Please restate the data that follows, leaving every word in place.
Top of Dataset
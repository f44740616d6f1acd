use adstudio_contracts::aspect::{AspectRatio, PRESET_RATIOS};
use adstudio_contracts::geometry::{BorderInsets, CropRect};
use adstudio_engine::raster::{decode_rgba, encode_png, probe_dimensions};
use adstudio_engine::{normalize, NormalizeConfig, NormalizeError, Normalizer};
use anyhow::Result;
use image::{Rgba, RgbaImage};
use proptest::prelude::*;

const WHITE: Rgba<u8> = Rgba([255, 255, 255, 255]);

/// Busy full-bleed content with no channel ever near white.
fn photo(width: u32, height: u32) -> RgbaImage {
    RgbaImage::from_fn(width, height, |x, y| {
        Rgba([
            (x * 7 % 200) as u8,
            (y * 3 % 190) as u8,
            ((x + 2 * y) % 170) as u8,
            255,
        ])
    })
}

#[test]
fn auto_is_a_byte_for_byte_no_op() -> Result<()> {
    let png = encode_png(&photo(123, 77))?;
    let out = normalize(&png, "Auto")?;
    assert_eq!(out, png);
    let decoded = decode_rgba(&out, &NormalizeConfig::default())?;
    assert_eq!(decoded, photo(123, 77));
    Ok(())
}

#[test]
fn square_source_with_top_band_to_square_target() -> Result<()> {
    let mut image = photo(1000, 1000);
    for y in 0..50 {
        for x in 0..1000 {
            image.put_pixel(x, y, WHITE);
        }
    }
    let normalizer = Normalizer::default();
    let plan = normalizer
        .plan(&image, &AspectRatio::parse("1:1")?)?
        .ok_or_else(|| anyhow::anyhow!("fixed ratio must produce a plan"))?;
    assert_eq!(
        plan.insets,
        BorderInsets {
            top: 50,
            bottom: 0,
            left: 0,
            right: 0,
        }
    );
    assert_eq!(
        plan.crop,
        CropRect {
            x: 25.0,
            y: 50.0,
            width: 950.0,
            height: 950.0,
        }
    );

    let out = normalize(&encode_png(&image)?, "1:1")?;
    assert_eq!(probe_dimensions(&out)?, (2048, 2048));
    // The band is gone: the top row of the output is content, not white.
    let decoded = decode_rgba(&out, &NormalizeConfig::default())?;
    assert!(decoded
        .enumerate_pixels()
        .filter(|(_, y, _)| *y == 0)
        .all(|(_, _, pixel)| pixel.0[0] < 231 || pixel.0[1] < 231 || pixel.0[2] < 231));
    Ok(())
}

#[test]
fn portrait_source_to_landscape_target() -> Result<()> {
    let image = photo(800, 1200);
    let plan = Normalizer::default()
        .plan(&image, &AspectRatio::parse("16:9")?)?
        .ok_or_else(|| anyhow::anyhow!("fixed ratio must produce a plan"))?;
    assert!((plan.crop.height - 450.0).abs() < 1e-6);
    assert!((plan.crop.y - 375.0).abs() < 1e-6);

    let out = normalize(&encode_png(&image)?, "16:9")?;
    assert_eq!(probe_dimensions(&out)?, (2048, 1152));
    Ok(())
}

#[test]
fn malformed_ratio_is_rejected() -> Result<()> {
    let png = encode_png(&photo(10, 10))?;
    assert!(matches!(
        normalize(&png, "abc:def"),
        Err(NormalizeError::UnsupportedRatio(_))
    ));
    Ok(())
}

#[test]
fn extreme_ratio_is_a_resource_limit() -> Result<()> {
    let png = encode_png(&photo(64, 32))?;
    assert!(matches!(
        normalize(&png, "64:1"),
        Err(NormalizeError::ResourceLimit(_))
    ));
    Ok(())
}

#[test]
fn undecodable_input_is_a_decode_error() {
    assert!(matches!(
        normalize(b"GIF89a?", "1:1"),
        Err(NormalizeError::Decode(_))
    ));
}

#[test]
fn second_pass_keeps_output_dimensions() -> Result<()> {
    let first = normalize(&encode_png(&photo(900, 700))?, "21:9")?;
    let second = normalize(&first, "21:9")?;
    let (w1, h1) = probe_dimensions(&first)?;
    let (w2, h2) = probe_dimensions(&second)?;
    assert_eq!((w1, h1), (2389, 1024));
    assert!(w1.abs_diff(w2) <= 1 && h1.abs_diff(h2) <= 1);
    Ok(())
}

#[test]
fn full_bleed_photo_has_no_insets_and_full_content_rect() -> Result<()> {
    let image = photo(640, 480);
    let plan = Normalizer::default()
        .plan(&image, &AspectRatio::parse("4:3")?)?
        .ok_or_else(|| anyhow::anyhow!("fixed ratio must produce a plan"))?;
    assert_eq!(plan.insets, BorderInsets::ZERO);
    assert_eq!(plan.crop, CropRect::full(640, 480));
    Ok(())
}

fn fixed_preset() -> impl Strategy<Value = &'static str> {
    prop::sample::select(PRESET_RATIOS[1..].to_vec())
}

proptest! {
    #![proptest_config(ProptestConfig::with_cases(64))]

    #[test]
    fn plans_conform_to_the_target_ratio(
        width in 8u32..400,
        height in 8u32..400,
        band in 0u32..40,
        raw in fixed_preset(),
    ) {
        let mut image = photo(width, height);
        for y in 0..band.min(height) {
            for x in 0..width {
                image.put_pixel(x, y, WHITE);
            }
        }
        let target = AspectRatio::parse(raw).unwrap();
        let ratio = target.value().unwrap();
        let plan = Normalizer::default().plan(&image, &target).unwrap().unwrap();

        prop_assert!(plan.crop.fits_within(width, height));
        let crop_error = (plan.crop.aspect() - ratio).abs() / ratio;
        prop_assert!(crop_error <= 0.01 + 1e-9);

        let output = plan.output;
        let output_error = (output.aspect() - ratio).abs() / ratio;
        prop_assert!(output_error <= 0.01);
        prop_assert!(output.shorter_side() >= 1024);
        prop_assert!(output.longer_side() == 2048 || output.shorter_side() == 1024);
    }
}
Bottom of Dataset
Solution to the problem →
repository f44740616d6f1acd
use adstudio_contracts::aspect::{AspectRatio, PRESET_RATIOS};
use adstudio_contracts::geometry::{BorderInsets, CropRect};
use adstudio_engine::raster::{decode_rgba, encode_png, probe_dimensions};
use adstudio_engine::{normalize, NormalizeConfig, NormalizeError, Normalizer};
use anyhow::Result;
use image::{Rgba, RgbaImage};
use proptest::prelude::*;

const WHITE: Rgba<u8> = Rgba([255, 255, 255, 255]);

/// Busy full-bleed content with no channel ever near white.
fn photo(width: u32, height: u32) -> RgbaImage {
    RgbaImage::from_fn(width, height, |x, y| {
        Rgba([
            (x * 7 % 200) as u8,
            (y * 3 % 190) as u8,
            ((x + 2 * y) % 170) as u8,
            255,
        ])
    })
}

#[test]
fn auto_is_a_byte_for_byte_no_op() -> Result<()> {
    let png = encode_png(&photo(123, 77))?;
    let out = normalize(&png, "Auto")?;
    assert_eq!(out, png);
    let decoded = decode_rgba(&out, &NormalizeConfig::default())?;
    assert_eq!(decoded, photo(123, 77));
    Ok(())
}

#[test]
fn square_source_with_top_band_to_square_target() -> Result<()> {
    let mut image = photo(1000, 1000);
    for y in 0..50 {
        for x in 0..1000 {
            image.put_pixel(x, y, WHITE);
        }
    }
    let normalizer = Normalizer::default();
    let plan = normalizer
        .plan(&image, &AspectRatio::parse("1:1")?)?
        .ok_or_else(|| anyhow::anyhow!("fixed ratio must produce a plan"))?;
    assert_eq!(
        plan.insets,
        BorderInsets {
            top: 50,
            bottom: 0,
            left: 0,
            right: 0,
        }
    );
    assert_eq!(
        plan.crop,
        CropRect {
            x: 25.0,
            y: 50.0,
            width: 950.0,
            height: 950.0,
        }
    );

    let out = normalize(&encode_png(&image)?, "1:1")?;
    assert_eq!(probe_dimensions(&out)?, (2048, 2048));
    // The band is gone: the top row of the output is content, not white.
    let decoded = decode_rgba(&out, &NormalizeConfig::default())?;
    assert!(decoded
        .enumerate_pixels()
        .filter(|(_, y, _)| *y == 0)
        .all(|(_, _, pixel)| pixel.0[0] < 231 || pixel.0[1] < 231 || pixel.0[2] < 231));
    Ok(())
}

#[test]
fn portrait_source_to_landscape_target() -> Result<()> {
    let image = photo(800, 1200);
    let plan = Normalizer::default()
        .plan(&image, &AspectRatio::parse("16:9")?)?
        .ok_or_else(|| anyhow::anyhow!("fixed ratio must produce a plan"))?;
    assert!((plan.crop.height - 450.0).abs() < 1e-6);
    assert!((plan.crop.y - 375.0).abs() < 1e-6);

    let out = normalize(&encode_png(&image)?, "16:9")?;
    assert_eq!(probe_dimensions(&out)?, (2048, 1152));
    Ok(())
}

#[test]
fn malformed_ratio_is_rejected() -> Result<()> {
    let png = encode_png(&photo(10, 10))?;
    assert!(matches!(
        normalize(&png, "abc:def"),
        Err(NormalizeError::UnsupportedRatio(_))
    ));
    Ok(())
}

#[test]
fn extreme_ratio_is_a_resource_limit() -> Result<()> {
    let png = encode_png(&photo(64, 32))?;
    assert!(matches!(
        normalize(&png, "64:1"),
        Err(NormalizeError::ResourceLimit(_))
    ));
    Ok(())
}

#[test]
fn undecodable_input_is_a_decode_error() {
    assert!(matches!(
        normalize(b"GIF89a?", "1:1"),
        Err(NormalizeError::Decode(_))
    ));
}

#[test]
fn second_pass_keeps_output_dimensions() -> Result<()> {
    let first = normalize(&encode_png(&photo(900, 700))?, "21:9")?;
    let second = normalize(&first, "21:9")?;
    let (w1, h1) = probe_dimensions(&first)?;
    let (w2, h2) = probe_dimensions(&second)?;
    assert_eq!((w1, h1), (2389, 1024));
    assert!(w1.abs_diff(w2) <= 1 && h1.abs_diff(h2) <= 1);
    Ok(())
}

#[test]
fn full_bleed_photo_has_no_insets_and_full_content_rect() -> Result<()> {
    let image = photo(640, 480);
    let plan = Normalizer::default()
        .plan(&image, &AspectRatio::parse("4:3")?)?
        .ok_or_else(|| anyhow::anyhow!("fixed ratio must produce a plan"))?;
    assert_eq!(plan.insets, BorderInsets::ZERO);
    assert_eq!(plan.crop, CropRect::full(640, 480));
    Ok(())
}

fn fixed_preset() -> impl Strategy<Value = &'static str> {
    prop::sample::select(PRESET_RATIOS[1..].to_vec())
}

proptest! {
    #![proptest_config(ProptestConfig::with_cases(64))]

    #[test]
    fn plans_conform_to_the_target_ratio(
        width in 8u32..400,
        height in 8u32..400,
        band in 0u32..40,
        raw in fixed_preset(),
    ) {
        let mut image = photo(width, height);
        for y in 0..band.min(height) {
            for x in 0..width {
                image.put_pixel(x, y, WHITE);
            }
        }
        let target = AspectRatio::parse(raw).unwrap();
        let ratio = target.value().unwrap();
        let plan = Normalizer::default().plan(&image, &target).unwrap().unwrap();

        prop_assert!(plan.crop.fits_within(width, height));
        let crop_error = (plan.crop.aspect() - ratio).abs() / ratio;
        prop_assert!(crop_error <= 0.01 + 1e-9);

        let output = plan.output;
        let output_error = (output.aspect() - ratio).abs() / ratio;
        prop_assert!(output_error <= 0.01);
        prop_assert!(output.shorter_side() >= 1024);
        prop_assert!(output.longer_side() == 2048 || output.shorter_side() == 1024);
    }
}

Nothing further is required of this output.